- _Task statement_:
Find how many lines below mention "rename". Nothing but the number is needed.

- _Entries provided_:
^^^^^^^^
use hangman::cli::{CliInterface, parse_cli};
use hangman::logging;
use hangman::save::default_save_path;
use hangman::tui::TuiInterface;
use hangman::wordbank::{
    EMBEDDED_WORDBANK, WordBank, load_wordbank_from_file, load_wordbank_from_str,
};
use hangman::{GameInterface, game_loop};
use std::io;

fn main() {
    let cli = parse_cli();

    if let Some(log_path) = logging::default_log_path()
        && let Err(e) = logging::init(&log_path)
    {
        eprintln!("Logging disabled, cannot open '{}': {e}", log_path.display());
    }

    let words = match &cli.wordbank_path {
        Some(path) => match load_wordbank_from_file(path) {
            Ok(words) => words,
            Err(e) => {
                eprintln!("Failed to load word bank from '{path}': {e}");
                return;
            }
        },
        None => load_wordbank_from_str(EMBEDDED_WORDBANK),
    };
    log::info!("Loaded {} words", words.len());

    let mut word_bank = match cli.seed {
        Some(seed) => WordBank::with_seed(words, seed),
        None => WordBank::new(words),
    };

    let save_path = if cli.no_save {
        None
    } else {
        cli.save_path.clone().or_else(default_save_path)
    };

    let mut interface: Box<dyn GameInterface> = if cli.tui {
        match TuiInterface::new() {
            Ok(tui) => Box::new(tui),
            Err(e) => {
                eprintln!("Failed to start terminal interface: {e}");
                return;
            }
        }
    } else {
        Box::new(CliInterface::new(io::stdin().lock()))
    };

    if let Err(e) = game_loop(&mut word_bank, save_path.as_deref(), interface.as_mut()) {
        drop(interface);
        log::warn!("Game ended with error: {e}");
        eprintln!("{e}");
    }
}
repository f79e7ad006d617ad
//! Server error types.

use std::io;
use std::net::SocketAddr;

use thiserror::Error;

/// Result type for server lifecycle operations.
pub type Result<T, E = ServerError> = std::result::Result<T, E>;

/// Errors that can occur while running the HTTP server.
#[derive(Debug, Error)]
pub enum ServerError {
    /// Could not bind the listener to the configured address.
    #[error("failed to bind {addr}: {source}")]
    Bind {
        /// Address the server attempted to bind.
        addr: SocketAddr,
        /// Underlying I/O error.
        source: io::Error,
    },

    /// The server failed while serving requests.
    #[error("server runtime error: {0}")]
    Runtime(#[from] io::Error),
}
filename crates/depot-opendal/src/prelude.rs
//! Prelude module for convenient imports.

pub use crate::backend::{FileMetadata, StorageBackend};
pub use crate::config::{BackendType, StorageConfig};
pub use crate::error::{StorageError, StorageResult};
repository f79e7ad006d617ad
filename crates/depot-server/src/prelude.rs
//! Prelude module for convenient imports.

pub use crate::error::{Error, Result};
pub use crate::handler::routes;
pub use crate::middleware::{RouterObservabilityExt, RouterRecoveryExt, RouterSecurityExt};
pub use crate::service::{
    AnalysisService, AvailabilityReport, AvailabilityService, ProvisionRequest, ProvisionService,
    ServiceConfig, ServiceState,
};
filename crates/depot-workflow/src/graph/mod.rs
//! Permissive workflow graph types.
//!
//! These types mirror the JSON shape that graph editors export. Workflows
//! arrive from many upstream tools with inconsistent conventions, so every
//! field is optional and deserialization is lenient per field: a wrong-typed
//! field degrades to absent, a malformed element of an array is skipped, and
//! a `nodes` value that is missing or not an array means zero nodes. Nothing
//! about an individual node can fail the whole parse.
//!
//! The distinction between an absent value and an empty string is preserved
//! exactly; downstream extraction relies on it.

mod de;

use serde::{Deserialize, Serialize};
use serde_json::Value;

use crate::error::WorkflowResult;
use crate::graph::de::{lenient, lenient_seq};

/// A workflow definition as exported by graph editors.
///
/// Only the node collection is relevant to dependency analysis; links,
/// groups, and editor state are ignored.
#[derive(Debug, Clone, Default, PartialEq, Serialize, Deserialize)]
pub struct Workflow {
    /// Nodes of the graph, in file order.
    #[serde(default, deserialize_with = "lenient_seq")]
    pub nodes: Vec<WorkflowNode>,
}

impl Workflow {
    /// Parses a workflow from raw JSON bytes.
    ///
    /// Invalid JSON is an error; a JSON value that is not workflow-shaped
    /// (not an object, or without a usable `nodes` array) parses as the
    /// empty workflow.
    pub fn from_slice(bytes: &[u8]) -> WorkflowResult<Self> {
        let value: Value = serde_json::from_slice(bytes)?;
        Ok(Self::from_value(value))
    }

    /// Interprets an already-parsed JSON value as a workflow.
    pub fn from_value(value: Value) -> Self {
        serde_json::from_value(value).unwrap_or_default()
    }

    /// Returns whether the workflow has no nodes.
    pub fn is_empty(&self) -> bool {
        self.nodes.is_empty()
    }
}

/// A single processing node.
#[derive(Debug, Clone, Default, PartialEq, Serialize, Deserialize)]
pub struct WorkflowNode {
    /// Operation tag, e.g. `CheckpointLoaderSimple`. Absent matches nothing.
    #[serde(
        rename = "type",
        default,
        deserialize_with = "lenient",
        skip_serializing_if = "Option::is_none"
    )]
    pub node_type: Option<String>,

    /// Positional widget values. Position is semantically meaningful per
    /// node type: index 0 is a filename for one loader and a weight for
    /// another.
    #[serde(
        default,
        deserialize_with = "lenient",
        skip_serializing_if = "Option::is_none"
    )]
    pub widgets_values: Option<Vec<Value>>,

    /// Side-channel properties attached by the editor.
    #[serde(
        default,
        deserialize_with = "lenient",
        skip_serializing_if = "Option::is_none"
    )]
    pub properties: Option<NodeProperties>,
}

/// Node properties relevant to dependency analysis.
///
/// Unknown properties are ignored rather than rejected.
#[derive(Debug, Clone, Default, PartialEq, Serialize, Deserialize)]
pub struct NodeProperties {
    /// Origin package id in the node registry; `comfy-core` for built-ins.
    #[serde(
        rename = "cnr_id",
        default,
        deserialize_with = "lenient",
        skip_serializing_if = "Option::is_none"
    )]
    pub package_id: Option<String>,

    /// Declared version of the origin package.
    #[serde(
        rename = "ver",
        default,
        deserialize_with = "lenient",
        skip_serializing_if = "Option::is_none"
    )]
    pub version: Option<String>,

    /// Alternate encoding for model references that bypasses widget values.
    #[serde(
        default,
        deserialize_with = "lenient_seq",
        skip_serializing_if = "Vec::is_empty"
    )]
    pub models: Vec<ModelRef>,
}

/// A model reference from the `properties.models` side channel.
#[derive(Debug, Clone, Default, PartialEq, Serialize, Deserialize)]
pub struct ModelRef {
    /// Model filename.
    #[serde(
        default,
        deserialize_with = "lenient",
        skip_serializing_if = "Option::is_none"
    )]
    pub name: Option<String>,

    /// Model directory tag, e.g. `vae` or `text_encoders`.
    #[serde(
        default,
        deserialize_with = "lenient",
        skip_serializing_if = "Option::is_none"
    )]
    pub directory: Option<String>,

    /// Download URL advertised by the editor; not used for analysis.
    #[serde(
        default,
        deserialize_with = "lenient",
        skip_serializing_if = "Option::is_none"
    )]
    pub url: Option<String>,
}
^^^^^^^^
- _Result_:
3